The Material Characterization Division consists of a state of the art STM/AFM surface science system currently undergoing commissioning for use in research by Jay Forrest, with summer student Barry Tran. It is located in the basement of the Department of Physics and Engineering Physics at the University of Saskatchewan. The system includes an ultra high vacuum variable temperature scanning tunneling microscope as well as an attached preparation and characterization system. The characterization system includes AFM, LEED, mass spectrometer, and Auger electron spectroscopy equipment. This system will be used to image organic and spintronic materials to learn about their electronic properties.

This system has the capability to:
  • Perform Scanning Tunneling Microscopy measurements including tip preparation.
  • Perform Atomic Force Microscopy Measurements including contact mode imaging, non-contact and tapping modes, and force modulation imaging.

Projects in Progress:
- AFM upgrades for force modulation system




2.) Organic Material Spin-coater Lab:

The spin-coater lab consists of a spin coating system used for solution processing of organic materials. This facility is used to make thin films using a variety of substrates and solvents at room temperature. This system is fully operational and samples produced with the equipment have been measured with X-ray spectroscopy at the Canadian Light Source and Advanced Light Source at Berkeley labs, CA, as well as imaged with the AFM system described above. Currently under study are a set of molecules which are highly soluble and show desirable device characteristics such as high charge carrier mobility when they are prepared as spin-coated thin films.


Projects in Progress:
- Spin coating of materials for photovoltaics


3.) Thin Film and Device Fabrication Division:

This deposition equipment has recently arrived at the University and is available for use. This system is designed to deposit both metals and organic materials using vapor deposition under high vacuum. The system is configured with 6 vacuum evaporation sources giving it the capability to deposit metals and organic materials simultaneously to create metal-doped organic materials. It may be used to fabricate new types of TFT and photovoltaic devices made using organic materials. Complementary to this system is additional equipment for measurement of I-V and C-V characteristics of TFTs and photovoltaics.
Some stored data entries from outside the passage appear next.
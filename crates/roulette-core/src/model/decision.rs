//! Decision model implementation.
//!
//! The model owns every persisted field and is the only thing that mutates
//! them. Each effective operation ends with one batched write of all fields
//! to the preference store and returns an [`Event`]; no-ops return `None`.
//!
//! ## State Transitions
//!
//! ```text
//! ReadyToSpin -(spin)-> DecisionMade -(confirm)-> Completed -(redo)-> ReadyToSpin
//! ```
//!
//! The daily rules run on load and on resume. A spin first drops a decision
//! left over from a previous calendar day.
//!
//! ## Usage
//!
//! ```ignore
//! let mut model = DecisionModel::load(SqliteStore::open()?)?;
//! model.spin_decision()?;   // Some(Event::DecisionMade { .. })
//! model.confirm_decision()?; // +10 points, streak bookkeeping
//! ```

use rand::seq::SliceRandom;
use rand::SeedableRng;
use rand_pcg::Pcg64;
use tracing::{debug, info};

use super::level::{level_of, Level};
use super::snapshot::DecisionSnapshot;
use super::state::DailyState;
use super::streak::{is_streak_broken, streak_after_confirm};
use super::{default_items, POINTS_PER_CONFIRM};
use crate::clock::{Clock, SystemClock};
use crate::error::{Result, ValidationError};
use crate::events::Event;
use crate::storage::PreferenceStore;

/// The daily decision roulette.
pub struct DecisionModel<S, C = SystemClock> {
    store: S,
    clock: C,
    rng: Pcg64,
    data: DecisionSnapshot,
}

impl<S: PreferenceStore> DecisionModel<S, SystemClock> {
    /// Load from `store` with the machine clock and the built-in default items.
    ///
    /// # Errors
    /// Returns an error if the store cannot be read or written.
    pub fn load(store: S) -> Result<Self> {
        Self::load_with(store, SystemClock::new(), default_items())
    }
}

impl<S: PreferenceStore, C: Clock> DecisionModel<S, C> {
    /// Load every field from `store`, then apply and persist the daily rules.
    ///
    /// `default_items` seeds the list only when the store has never saved one.
    ///
    /// # Errors
    /// Returns an error if the store cannot be read or written.
    pub fn load_with(store: S, clock: C, default_items: Vec<String>) -> Result<Self> {
        let data = DecisionSnapshot::load(&store, default_items)?;
        let mut model = Self {
            store,
            clock,
            rng: Pcg64::from_entropy(),
            data,
        };
        model.reset_daily_state_if_stale()?;
        Ok(model)
    }

    /// Replace the random source with a deterministic one.
    pub fn with_seed(mut self, seed: u64) -> Self {
        self.rng = Pcg64::seed_from_u64(seed);
        self
    }

    // ── Queries ──────────────────────────────────────────────────────

    pub fn items(&self) -> &[String] {
        &self.data.items
    }

    pub fn points(&self) -> u32 {
        self.data.points
    }

    pub fn streak_count(&self) -> u32 {
        self.data.streak_count
    }

    pub fn daily_state(&self) -> DailyState {
        self.data.daily_state
    }

    pub fn decided_item(&self) -> Option<&str> {
        self.data.decided_item.as_deref()
    }

    pub fn snapshot(&self) -> &DecisionSnapshot {
        &self.data
    }

    /// Level derived from the current points.
    pub fn level(&self) -> Level {
        level_of(self.data.points)
    }

    pub fn store(&self) -> &S {
        &self.store
    }

    pub fn clock(&self) -> &C {
        &self.clock
    }

    pub fn into_store(self) -> S {
        self.store
    }

    /// Build a full state snapshot event.
    pub fn state_snapshot(&self) -> Event {
        let level = self.level();
        Event::StateSnapshot {
            state: self.data.daily_state,
            decided_item: self.data.decided_item.clone(),
            items: self.data.items.clone(),
            points: self.data.points,
            streak_count: self.data.streak_count,
            level: level.level,
            level_title: level.title.to_string(),
            level_progress: level.progress,
            next_level_points: level.next_level_points,
            at: self.clock.now(),
        }
    }

    // ── Commands ─────────────────────────────────────────────────────

    /// Pick today's item uniformly at random.
    ///
    /// No-op when the list is empty or a decision for today is already held.
    pub fn spin_decision(&mut self) -> Result<Option<Event>> {
        let rules_changed = self.decision_is_stale() && self.apply_daily_rules().is_some();

        if self.data.daily_state != DailyState::ReadyToSpin {
            debug!(state = %self.data.daily_state, "spin ignored, decision already held");
            return self.finish_noop(rules_changed);
        }

        let Some(item) = self.data.items.choose(&mut self.rng).cloned() else {
            debug!("spin ignored, no items");
            return self.finish_noop(rules_changed);
        };

        let at = self.clock.now();
        self.data.decided_item = Some(item.clone());
        self.data.last_decision_at = Some(at);
        self.data.daily_state = DailyState::DecisionMade;
        self.persist()?;

        debug!(%item, "decision made");
        Ok(Some(Event::DecisionMade { item, at }))
    }

    /// Mark today's decision as carried out: award points and update the streak.
    ///
    /// Confirming an already completed decision awards points again and leaves
    /// the streak as it is. No-op when no decision is held.
    pub fn confirm_decision(&mut self) -> Result<Option<Event>> {
        if self.data.decided_item.is_none() {
            debug!(state = %self.data.daily_state, "confirm ignored, no decision held");
            return Ok(None);
        }

        let at = self.clock.now();
        let level_before = self.level().level;

        self.data.points = self.data.points.saturating_add(POINTS_PER_CONFIRM);
        self.data.streak_count =
            streak_after_confirm(self.data.streak_count, self.data.last_success_at, &self.clock);
        self.data.last_success_at = Some(at);
        self.data.daily_state = DailyState::Completed;
        self.persist()?;

        let level_after = self.level().level;
        let level_up = (level_after > level_before).then_some(level_after);
        if let Some(level) = level_up {
            info!(level, points = self.data.points, "level up");
        }

        Ok(Some(Event::DecisionConfirmed {
            item: self.data.decided_item.clone(),
            points_awarded: POINTS_PER_CONFIRM,
            points: self.data.points,
            streak_count: self.data.streak_count,
            level_up,
            at,
        }))
    }

    /// Discard today's completed decision so another spin is possible.
    /// Points and streak are kept.
    pub fn redo_decision(&mut self) -> Result<Option<Event>> {
        if self.data.daily_state != DailyState::Completed {
            debug!(state = %self.data.daily_state, "redo ignored");
            return Ok(None);
        }

        let discarded_item = self.data.decided_item.take();
        self.data.daily_state = DailyState::ReadyToSpin;
        self.persist()?;

        Ok(Some(Event::DecisionRedone {
            discarded_item,
            at: self.clock.now(),
        }))
    }

    /// Apply the daily rules and persist. Call on startup and on resume.
    ///
    /// Returns an event only if a rule changed something.
    pub fn reset_daily_state_if_stale(&mut self) -> Result<Option<Event>> {
        let event = self.apply_daily_rules();
        self.persist()?;
        Ok(event)
    }

    /// Zero points, streak, dates and today's decision. Items are kept.
    pub fn reset_all_data(&mut self) -> Result<Option<Event>> {
        let items = std::mem::take(&mut self.data.items);
        self.data = DecisionSnapshot::with_items(items);
        self.persist()?;

        info!("all progress reset");
        Ok(Some(Event::DataReset {
            at: self.clock.now(),
        }))
    }

    /// Append `text` as given. Text that is blank after trimming is ignored.
    pub fn add_item(&mut self, text: &str) -> Result<Option<Event>> {
        if text.trim().is_empty() {
            return Ok(None);
        }

        self.data.items.push(text.to_string());
        self.persist()?;

        Ok(Some(Event::ItemAdded {
            item: text.to_string(),
            index: self.data.items.len() - 1,
            at: self.clock.now(),
        }))
    }

    /// Remove the items at `indices` (positions in the current list).
    ///
    /// Duplicate indices are removed once. Any out-of-range index rejects the
    /// whole call before anything changes.
    pub fn remove_items(&mut self, indices: &[usize]) -> Result<Option<Event>> {
        let len = self.data.items.len();
        if let Some(&index) = indices.iter().find(|&&i| i >= len) {
            return Err(ValidationError::OutOfBounds {
                collection: "items".to_string(),
                index,
                len,
            }
            .into());
        }
        if indices.is_empty() {
            return Ok(None);
        }

        let mut sorted = indices.to_vec();
        sorted.sort_unstable();
        sorted.dedup();

        let mut removed: Vec<String> = sorted
            .iter()
            .rev()
            .map(|&i| self.data.items.remove(i))
            .collect();
        removed.reverse();
        self.persist()?;

        Ok(Some(Event::ItemsRemoved {
            removed,
            at: self.clock.now(),
        }))
    }

    // ── Internal ─────────────────────────────────────────────────────

    /// Daily rules, in memory only:
    /// 1. a decision from another day is dropped
    /// 2. otherwise a held decision is re-synced to Completed
    /// 3. the streak is zeroed after more than one idle day
    fn apply_daily_rules(&mut self) -> Option<Event> {
        let previous_state = self.data.daily_state;
        let mut cleared_item = None;

        if self.decision_is_stale() {
            self.data.daily_state = DailyState::ReadyToSpin;
            cleared_item = self.data.decided_item.take();
        } else if self.data.decided_item.is_some()
            && self.data.daily_state != DailyState::ReadyToSpin
        {
            self.data.daily_state = DailyState::Completed;
        }

        let streak_reset =
            self.data.streak_count > 0 && is_streak_broken(self.data.last_success_at, &self.clock);
        if streak_reset {
            self.data.streak_count = 0;
        }

        if previous_state == self.data.daily_state && cleared_item.is_none() && !streak_reset {
            return None;
        }

        info!(
            from = %previous_state,
            to = %self.data.daily_state,
            streak_reset,
            "daily state reset"
        );
        Some(Event::DailyStateReset {
            previous_state,
            state: self.data.daily_state,
            cleared_item,
            streak_reset,
            at: self.clock.now(),
        })
    }

    fn decision_is_stale(&self) -> bool {
        self.data
            .last_decision_at
            .is_some_and(|at| !self.clock.is_today(at))
    }

    fn finish_noop(&mut self, rules_changed: bool) -> Result<Option<Event>> {
        if rules_changed {
            self.persist()?;
        }
        Ok(None)
    }

    /// Write all fields as one batch.
    ///
    /// On failure the in-memory state is kept, so the next successful write
    /// brings the store up to date.
    fn persist(&mut self) -> Result<()> {
        self.store.write_batch(&self.data.to_batch())?;
        Ok(())
    }
}
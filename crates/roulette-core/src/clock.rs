//! Wall-clock access and calendar-day arithmetic.
//!
//! "Today", "yesterday" and "days since" are always computed on calendar
//! dates in a fixed UTC offset, never by subtracting raw timestamps. A
//! decision made at 23:59 and checked at 00:01 is from yesterday.

use std::cell::Cell;
use std::rc::Rc;

use chrono::{DateTime, Duration, FixedOffset, Local, NaiveDate, Offset, Utc};

/// Source of the current instant and the offset that defines a local day.
pub trait Clock {
    /// Current instant.
    fn now(&self) -> DateTime<Utc>;

    /// Offset used to map instants onto local calendar dates.
    fn offset(&self) -> FixedOffset;

    /// Local calendar date of `at`.
    fn local_date(&self, at: DateTime<Utc>) -> NaiveDate {
        at.with_timezone(&self.offset()).date_naive()
    }

    /// Today's local calendar date.
    fn today(&self) -> NaiveDate {
        self.local_date(self.now())
    }

    /// Whether `at` falls on today's local date.
    fn is_today(&self, at: DateTime<Utc>) -> bool {
        self.local_date(at) == self.today()
    }

    /// Whether `at` falls on the local date before today.
    fn is_yesterday(&self, at: DateTime<Utc>) -> bool {
        self.today().pred_opt() == Some(self.local_date(at))
    }

    /// Whole calendar days from `at` to today (negative if `at` is in the future).
    fn days_since(&self, at: DateTime<Utc>) -> i64 {
        days_between(self.local_date(at), self.today())
    }
}

/// Calendar days from `from` to `to`.
pub fn days_between(from: NaiveDate, to: NaiveDate) -> i64 {
    to.signed_duration_since(from).num_days()
}

/// The machine clock.
///
/// Without a pinned offset, the local offset is sampled at every call so a
/// long-running session follows DST changes.
#[derive(Debug, Clone, Copy, Default)]
pub struct SystemClock {
    pinned: Option<FixedOffset>,
}

impl SystemClock {
    pub fn new() -> Self {
        Self::default()
    }

    /// Use `offset_minutes` east of UTC instead of the machine's local offset.
    /// Out-of-range offsets fall back to the machine's offset.
    pub fn with_offset_minutes(offset_minutes: i32) -> Self {
        Self {
            pinned: offset_minutes.checked_mul(60).and_then(FixedOffset::east_opt),
        }
    }
}

impl Clock for SystemClock {
    fn now(&self) -> DateTime<Utc> {
        Utc::now()
    }

    fn offset(&self) -> FixedOffset {
        self.pinned
            .unwrap_or_else(|| Local::now().offset().fix())
    }
}

/// A settable clock for tests and simulations.
///
/// Clones share the same instant, so a test can keep a handle while the
/// model owns another and move time forward between operations.
#[derive(Debug, Clone)]
pub struct ManualClock {
    now: Rc<Cell<DateTime<Utc>>>,
    offset: FixedOffset,
}

impl ManualClock {
    /// Clock frozen at `now`, interpreting days in UTC.
    pub fn new(now: DateTime<Utc>) -> Self {
        Self::with_offset(now, Utc.fix())
    }

    pub fn with_offset(now: DateTime<Utc>, offset: FixedOffset) -> Self {
        Self {
            now: Rc::new(Cell::new(now)),
            offset,
        }
    }

    pub fn set(&self, now: DateTime<Utc>) {
        self.now.set(now);
    }

    pub fn advance(&self, by: Duration) {
        self.now.set(self.now.get() + by);
    }

    pub fn advance_days(&self, days: i64) {
        self.advance(Duration::days(days));
    }
}

impl Clock for ManualClock {
    fn now(&self) -> DateTime<Utc> {
        self.now.get()
    }

    fn offset(&self) -> FixedOffset {
        self.offset
    }
}

#[cfg(test)]
mod tests {
    use super::*;
    use chrono::TimeZone;

    fn at(y: i32, m: u32, d: u32, h: u32, min: u32) -> DateTime<Utc> {
        Utc.with_ymd_and_hms(y, m, d, h, min, 0).unwrap()
    }

    #[test]
    fn today_and_yesterday_use_calendar_days() {
        let clock = ManualClock::new(at(2026, 3, 10, 0, 5));
        // Ten minutes earlier is only a short span but a different date.
        assert!(clock.is_yesterday(at(2026, 3, 9, 23, 55)));
        assert!(!clock.is_today(at(2026, 3, 9, 23, 55)));
        assert!(clock.is_today(at(2026, 3, 10, 0, 0)));
    }

    #[test]
    fn days_since_counts_date_boundaries() {
        let clock = ManualClock::new(at(2026, 3, 10, 8, 0));
        assert_eq!(clock.days_since(at(2026, 3, 10, 7, 0)), 0);
        assert_eq!(clock.days_since(at(2026, 3, 9, 9, 0)), 1);
        assert_eq!(clock.days_since(at(2026, 3, 8, 23, 59)), 2);
        assert_eq!(clock.days_since(at(2026, 3, 11, 0, 1)), -1);
    }

    #[test]
    fn offset_shifts_local_date() {
        // 23:30 UTC is already the next morning at UTC+9.
        let kst = FixedOffset::east_opt(9 * 3600).unwrap();
        let clock = ManualClock::with_offset(at(2026, 3, 10, 23, 30), kst);
        assert_eq!(clock.today(), NaiveDate::from_ymd_opt(2026, 3, 11).unwrap());
        assert!(clock.is_yesterday(at(2026, 3, 10, 0, 0)));
    }

    #[test]
    fn manual_clock_clones_share_time() {
        let clock = ManualClock::new(at(2026, 3, 10, 12, 0));
        let handle = clock.clone();
        handle.advance_days(2);
        assert_eq!(clock.today(), NaiveDate::from_ymd_opt(2026, 3, 12).unwrap());
    }

    #[test]
    fn system_clock_respects_pinned_offset() {
        let clock = SystemClock::with_offset_minutes(-300);
        assert_eq!(clock.offset(), FixedOffset::west_opt(5 * 3600).unwrap());
    }

    #[test]
    fn out_of_range_offset_falls_back_to_local() {
        for minutes in [40_000_000, i32::MIN, 24 * 60] {
            let clock = SystemClock::with_offset_minutes(minutes);
            assert_eq!(clock.offset(), SystemClock::new().offset(), "{minutes}");
        }
    }
}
This system has the capability to:
  • Deposit thin films of metals and organic materials by vapor deposition.
  • Measure I-V and C-V characteristics of thin film transistor devices
  • Measure I-V characteristics of photovoltaic devices.

Projects in Progress:
- Sample Preparation for Spectroscopy Measurements
- Construction of Devices





4.) Device Characterization Division: Solar Simulator and MOKE

The Device Characterization Division consists of a solar simulator and I-V measurement probe station, recently a Magneto-optic Kerr effect (MOKE) measurement system. The solar simulator is used for determining the power conversion efficiency of photovoltaic devices in conjunction with the probe station which is also equipped to measure the I-V curve of transistor devices. The MOKE is used to investigate the magnetization of materials.